In [1]:
import pandas as pd
import numpy as np

In [2]:
from sklearn.preprocessing import LabelEncoder

In [3]:
#load data
data_folder = "../../Data/Tsv_data/"
train_file = "train.tsv"
test_file = "test.tsv"
train_data = pd.read_csv(data_folder + train_file, delimiter = "\t") 
#test_data = pd.read_csv(data_folder + test_file, delimiter = "\t") 

Tokenize and serialize words for item description and names

In [4]:
#replace some special strings rm
train_data["name"] = train_data["name"].str.replace("\[rm\]", "special_rm")
train_data["item_description"] = train_data["item_description"].str.replace("\[rm\]", "special_rm")

In [5]:
#tokenize
from nltk.tokenize import TweetTokenizer, word_tokenize
tknzr = TweetTokenizer(preserve_case=False, strip_handles=False, reduce_len=True)

In [6]:
print "begin tokenizing names and items..."

train_data["name"]

splitted_names = train_data["name"].apply(lambda x: tknzr.tokenize(unicode(x, "utf-8")))
splitted_description = train_data["item_description"].apply(lambda x: [] if pd.isnull(x) \
                                                            else tknzr.tokenize(unicode(x, "utf-8")))

print "finished tokenizing"

begin tokenizing names and items...
finished tokenizing


In [7]:
#make a bag of words dictionary 
from collections import Counter
all_words = Counter()

def add_words_to_dict(wlist):
    for w in wlist:
        all_words[w] +=1
        
_ = splitted_names.apply(lambda x: add_words_to_dict(x))
_ = splitted_description.apply(lambda x: add_words_to_dict(x))

In [8]:
# create index for each word appeared greater than 50 times
# for rare words =, substitute with special_rare
# for missing , substitute with  special_missing

all_words_usable = {}
threshold = 50
idx = 1
for key, value in all_words.iteritems():
    if value > threshold:
        all_words_usable[key] = idx
        idx +=1
#add special words
all_words_usable["special_rare"] = idx
all_words_usable["special_missing"] = idx + 1

In [9]:
#substitue words with index
def serialize_word_list(x):
    if len(x) == 0:
        return [all_words_usable["special_missing"]]
    else:
        return [all_words_usable[w] if w in all_words_usable\
                else all_words_usable["special_rare"] for w in x]
    
splitted_names_seq =  splitted_names.apply(lambda x: serialize_word_list(x))
splitted_description_seq =  splitted_description.apply(lambda x: serialize_word_list(x))

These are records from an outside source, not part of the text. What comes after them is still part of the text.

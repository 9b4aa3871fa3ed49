use crate::db::*;
use crate::error::{AppError, Result};
use crate::favorites::{self, MovePlan, Reposition};
use chrono::NaiveDate;
use parking_lot::Mutex;
use rusqlite::{Connection, OptionalExtension, Transaction, params};
use std::path::Path;
use std::sync::Arc;

const USER_COLUMNS: &str = "id, username, email, password_hash, bio, avatar_url, role, is_verified,
                            verification_token, created_at, last_login";

const REVIEW_COLUMNS: &str =
    "r.id, r.user_id, r.book_id, r.rating, r.comment, r.finish_date, r.created_at, r.updated_at";

/// Database wrapper for thread-safe access.
#[derive(Clone)]
pub struct Database {
    conn: Arc<Mutex<Connection>>,
}

/// Map a failed insert to `DuplicateEntry` when a unique index rejected it.
fn insert_error(e: rusqlite::Error, duplicate: impl FnOnce() -> String, what: &str) -> AppError {
    if e.to_string().contains("UNIQUE constraint") {
        AppError::DuplicateEntry(duplicate())
    } else {
        AppError::Internal(format!("Failed to {}: {}", what, e))
    }
}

categorize item_condition, brand name and category_name

In [10]:
train_data["item_condition_id"] = train_data["item_condition_id"] - 1
#using all categories (if category appearance < 5 then defined this category as rare)
#more refined treatment can be tested
rare_threshold = 5
categories = train_data["category_name"].copy()
#missing value replaced by special token
categories[categories.isnull()] = "special_missing"
categories_counts = categories.value_counts()
rare_cates = categories_counts[categories_counts < rare_threshold].index.values

In [11]:
categories[categories.isin(rare_cates)] = "special_rare"

In [12]:
#treat brandname similar to categories
brand_name = train_data["brand_name"].copy()
brand_name[brand_name.isnull()] = "special_missing"

In [13]:
rare_threshold = 3
brand_counts = brand_name.value_counts()
rare_brands = brand_counts[brand_counts < rare_threshold].index.values
brand_name[brand_name.isin(rare_brands)] = "special_rare"

In [14]:
le = LabelEncoder()
categories_clean = le.fit_transform(categories)
brand_name_clean = le.fit_transform(brand_name)
item_condition_id = train_data["item_condition_id"].values
item_id = train_data["train_id"].values
shipping = train_data["shipping"].values
price = np.log(train_data["price"].values + 1)

Save all the cleaned data to a folder

In [15]:
output_folder = "../../Data/Model_data/train/"

np.save(output_folder + "X_name", splitted_names_seq.values)
np.save(output_folder + "X_description", splitted_description_seq.values)
np.save(output_folder + "X_category", categories_clean)
np.save(output_folder + "X_brand", brand_name_clean)
np.save(output_folder + "X_condition", item_condition_id)
np.save(output_folder + "X_id", item_id)
np.save(output_folder + "X_shipping", shipping)
np.save(output_folder + "y_price", price)